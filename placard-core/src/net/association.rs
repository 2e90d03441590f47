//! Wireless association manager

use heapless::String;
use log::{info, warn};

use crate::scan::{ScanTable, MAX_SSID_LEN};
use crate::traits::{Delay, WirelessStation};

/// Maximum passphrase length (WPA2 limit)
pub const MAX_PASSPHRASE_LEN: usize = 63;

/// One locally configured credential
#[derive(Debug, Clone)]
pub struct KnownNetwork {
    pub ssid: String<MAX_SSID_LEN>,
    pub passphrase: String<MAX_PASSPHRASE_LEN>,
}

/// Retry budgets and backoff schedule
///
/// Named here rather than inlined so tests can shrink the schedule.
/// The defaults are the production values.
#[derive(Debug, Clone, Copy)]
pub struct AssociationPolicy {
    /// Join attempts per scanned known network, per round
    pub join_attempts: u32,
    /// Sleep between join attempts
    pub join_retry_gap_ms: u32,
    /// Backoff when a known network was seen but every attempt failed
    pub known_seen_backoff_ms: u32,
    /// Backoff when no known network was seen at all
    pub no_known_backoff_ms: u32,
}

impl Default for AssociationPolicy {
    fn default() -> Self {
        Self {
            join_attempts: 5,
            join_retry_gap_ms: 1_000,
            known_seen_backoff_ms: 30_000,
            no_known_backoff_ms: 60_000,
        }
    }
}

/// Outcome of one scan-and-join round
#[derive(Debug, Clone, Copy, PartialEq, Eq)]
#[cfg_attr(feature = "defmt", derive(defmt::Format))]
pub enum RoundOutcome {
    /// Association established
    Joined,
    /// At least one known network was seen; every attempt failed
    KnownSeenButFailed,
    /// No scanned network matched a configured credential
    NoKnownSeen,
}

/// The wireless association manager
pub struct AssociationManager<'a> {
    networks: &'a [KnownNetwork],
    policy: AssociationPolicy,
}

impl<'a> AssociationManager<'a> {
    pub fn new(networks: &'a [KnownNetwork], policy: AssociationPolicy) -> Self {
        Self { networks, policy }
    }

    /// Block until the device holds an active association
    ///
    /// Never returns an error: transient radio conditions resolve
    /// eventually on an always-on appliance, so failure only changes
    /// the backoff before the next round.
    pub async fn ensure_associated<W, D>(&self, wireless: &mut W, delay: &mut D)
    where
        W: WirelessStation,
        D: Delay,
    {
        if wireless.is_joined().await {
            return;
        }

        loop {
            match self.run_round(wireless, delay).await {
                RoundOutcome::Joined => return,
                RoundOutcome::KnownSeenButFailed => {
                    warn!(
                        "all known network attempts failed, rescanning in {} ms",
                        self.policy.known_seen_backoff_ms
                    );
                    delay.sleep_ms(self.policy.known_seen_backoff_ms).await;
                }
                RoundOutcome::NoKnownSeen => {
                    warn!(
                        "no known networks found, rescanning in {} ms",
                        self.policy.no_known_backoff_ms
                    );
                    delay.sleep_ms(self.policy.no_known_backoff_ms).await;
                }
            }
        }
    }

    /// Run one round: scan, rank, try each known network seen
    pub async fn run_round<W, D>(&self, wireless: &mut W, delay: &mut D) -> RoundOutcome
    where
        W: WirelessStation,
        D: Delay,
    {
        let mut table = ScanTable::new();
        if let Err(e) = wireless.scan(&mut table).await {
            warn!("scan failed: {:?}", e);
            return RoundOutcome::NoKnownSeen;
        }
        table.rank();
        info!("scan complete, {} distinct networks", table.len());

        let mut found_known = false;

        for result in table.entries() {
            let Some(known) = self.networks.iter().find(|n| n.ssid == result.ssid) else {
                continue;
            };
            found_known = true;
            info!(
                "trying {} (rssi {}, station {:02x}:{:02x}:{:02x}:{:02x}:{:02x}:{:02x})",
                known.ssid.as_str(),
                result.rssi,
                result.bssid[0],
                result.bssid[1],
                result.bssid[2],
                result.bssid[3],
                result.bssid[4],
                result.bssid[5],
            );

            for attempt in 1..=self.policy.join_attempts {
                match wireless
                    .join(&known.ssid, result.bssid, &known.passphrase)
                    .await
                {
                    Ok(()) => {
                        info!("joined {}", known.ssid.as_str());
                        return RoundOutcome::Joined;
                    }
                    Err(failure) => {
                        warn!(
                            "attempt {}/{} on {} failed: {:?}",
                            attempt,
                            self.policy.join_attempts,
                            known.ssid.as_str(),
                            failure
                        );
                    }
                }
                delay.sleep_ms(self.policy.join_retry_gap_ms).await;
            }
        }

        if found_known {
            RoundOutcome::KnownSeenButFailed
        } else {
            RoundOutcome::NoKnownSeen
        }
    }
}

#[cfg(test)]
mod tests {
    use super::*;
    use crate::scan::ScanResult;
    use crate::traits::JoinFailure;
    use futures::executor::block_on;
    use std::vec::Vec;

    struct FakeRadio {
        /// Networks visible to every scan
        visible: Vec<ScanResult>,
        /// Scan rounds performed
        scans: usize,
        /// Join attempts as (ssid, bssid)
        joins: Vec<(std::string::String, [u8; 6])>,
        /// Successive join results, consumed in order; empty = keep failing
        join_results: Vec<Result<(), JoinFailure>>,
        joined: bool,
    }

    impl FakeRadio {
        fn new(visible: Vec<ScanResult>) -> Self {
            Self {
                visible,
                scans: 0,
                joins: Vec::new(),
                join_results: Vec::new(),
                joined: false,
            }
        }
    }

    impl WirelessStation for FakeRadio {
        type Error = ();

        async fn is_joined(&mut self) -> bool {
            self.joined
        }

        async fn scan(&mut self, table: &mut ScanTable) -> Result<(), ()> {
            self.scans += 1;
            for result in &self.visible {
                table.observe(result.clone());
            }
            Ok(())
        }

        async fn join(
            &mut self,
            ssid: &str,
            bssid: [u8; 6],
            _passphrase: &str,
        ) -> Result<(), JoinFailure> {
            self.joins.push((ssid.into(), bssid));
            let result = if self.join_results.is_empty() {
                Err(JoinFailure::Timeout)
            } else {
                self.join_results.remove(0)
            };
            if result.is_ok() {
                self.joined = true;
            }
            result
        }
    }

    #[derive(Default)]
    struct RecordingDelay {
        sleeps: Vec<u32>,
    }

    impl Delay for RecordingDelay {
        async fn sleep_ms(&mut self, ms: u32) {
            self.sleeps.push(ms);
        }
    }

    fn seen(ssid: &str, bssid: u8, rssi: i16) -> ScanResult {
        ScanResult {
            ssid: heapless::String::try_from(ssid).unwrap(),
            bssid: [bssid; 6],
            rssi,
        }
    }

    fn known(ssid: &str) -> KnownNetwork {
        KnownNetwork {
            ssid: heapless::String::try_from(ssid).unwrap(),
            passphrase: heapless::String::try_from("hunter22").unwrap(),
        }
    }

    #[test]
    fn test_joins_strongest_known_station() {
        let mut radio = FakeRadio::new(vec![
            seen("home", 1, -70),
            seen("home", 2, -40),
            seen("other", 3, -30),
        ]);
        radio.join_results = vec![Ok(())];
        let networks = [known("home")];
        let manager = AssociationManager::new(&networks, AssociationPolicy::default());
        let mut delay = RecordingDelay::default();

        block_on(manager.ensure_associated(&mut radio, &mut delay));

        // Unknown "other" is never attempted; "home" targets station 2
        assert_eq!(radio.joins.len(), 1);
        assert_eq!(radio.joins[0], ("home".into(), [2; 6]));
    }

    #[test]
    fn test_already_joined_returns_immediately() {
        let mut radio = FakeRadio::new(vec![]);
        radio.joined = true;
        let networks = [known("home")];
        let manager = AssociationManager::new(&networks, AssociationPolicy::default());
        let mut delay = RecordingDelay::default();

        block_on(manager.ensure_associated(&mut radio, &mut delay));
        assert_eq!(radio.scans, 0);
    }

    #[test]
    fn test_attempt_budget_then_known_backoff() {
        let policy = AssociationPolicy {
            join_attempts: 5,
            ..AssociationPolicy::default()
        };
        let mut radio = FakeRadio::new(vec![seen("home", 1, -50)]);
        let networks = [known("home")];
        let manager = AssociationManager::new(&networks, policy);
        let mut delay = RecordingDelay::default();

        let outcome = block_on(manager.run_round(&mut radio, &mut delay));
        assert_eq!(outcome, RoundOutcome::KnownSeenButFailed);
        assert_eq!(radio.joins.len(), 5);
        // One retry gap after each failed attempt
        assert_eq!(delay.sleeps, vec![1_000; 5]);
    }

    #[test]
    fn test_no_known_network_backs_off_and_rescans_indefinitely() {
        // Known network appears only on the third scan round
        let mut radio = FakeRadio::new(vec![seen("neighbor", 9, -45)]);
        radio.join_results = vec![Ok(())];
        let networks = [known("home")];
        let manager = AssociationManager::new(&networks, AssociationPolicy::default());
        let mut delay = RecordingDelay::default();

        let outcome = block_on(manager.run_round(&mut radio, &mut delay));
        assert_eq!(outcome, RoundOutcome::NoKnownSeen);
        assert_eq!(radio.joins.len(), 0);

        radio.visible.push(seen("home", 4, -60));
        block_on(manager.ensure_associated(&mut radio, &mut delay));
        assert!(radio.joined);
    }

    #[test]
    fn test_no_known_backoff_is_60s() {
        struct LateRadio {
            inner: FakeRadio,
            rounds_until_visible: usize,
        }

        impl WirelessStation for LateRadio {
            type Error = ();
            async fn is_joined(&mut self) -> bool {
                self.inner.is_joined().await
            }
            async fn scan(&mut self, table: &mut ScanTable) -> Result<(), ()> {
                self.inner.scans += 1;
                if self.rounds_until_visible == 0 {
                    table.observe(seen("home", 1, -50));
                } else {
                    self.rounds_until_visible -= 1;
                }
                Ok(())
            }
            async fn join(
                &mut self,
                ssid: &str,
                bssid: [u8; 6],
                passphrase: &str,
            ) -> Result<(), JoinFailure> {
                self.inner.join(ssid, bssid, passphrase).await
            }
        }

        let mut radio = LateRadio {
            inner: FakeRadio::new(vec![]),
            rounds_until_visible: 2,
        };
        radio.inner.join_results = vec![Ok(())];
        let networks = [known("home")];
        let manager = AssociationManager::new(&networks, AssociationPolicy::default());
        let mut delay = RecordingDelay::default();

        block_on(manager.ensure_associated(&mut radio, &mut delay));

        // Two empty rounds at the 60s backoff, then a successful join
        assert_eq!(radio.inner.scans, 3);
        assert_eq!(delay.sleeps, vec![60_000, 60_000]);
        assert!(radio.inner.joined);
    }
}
******************************
◆ What you need to do
Wherever the word "sleeps" occurs in the data above, copy the line it sits in.

◆ Expected answer
        sleeps: Vec<u32>,
            self.sleeps.push(ms);
        assert_eq!(delay.sleeps, vec![1_000; 5]);
        assert_eq!(delay.sleeps, vec![60_000, 60_000]);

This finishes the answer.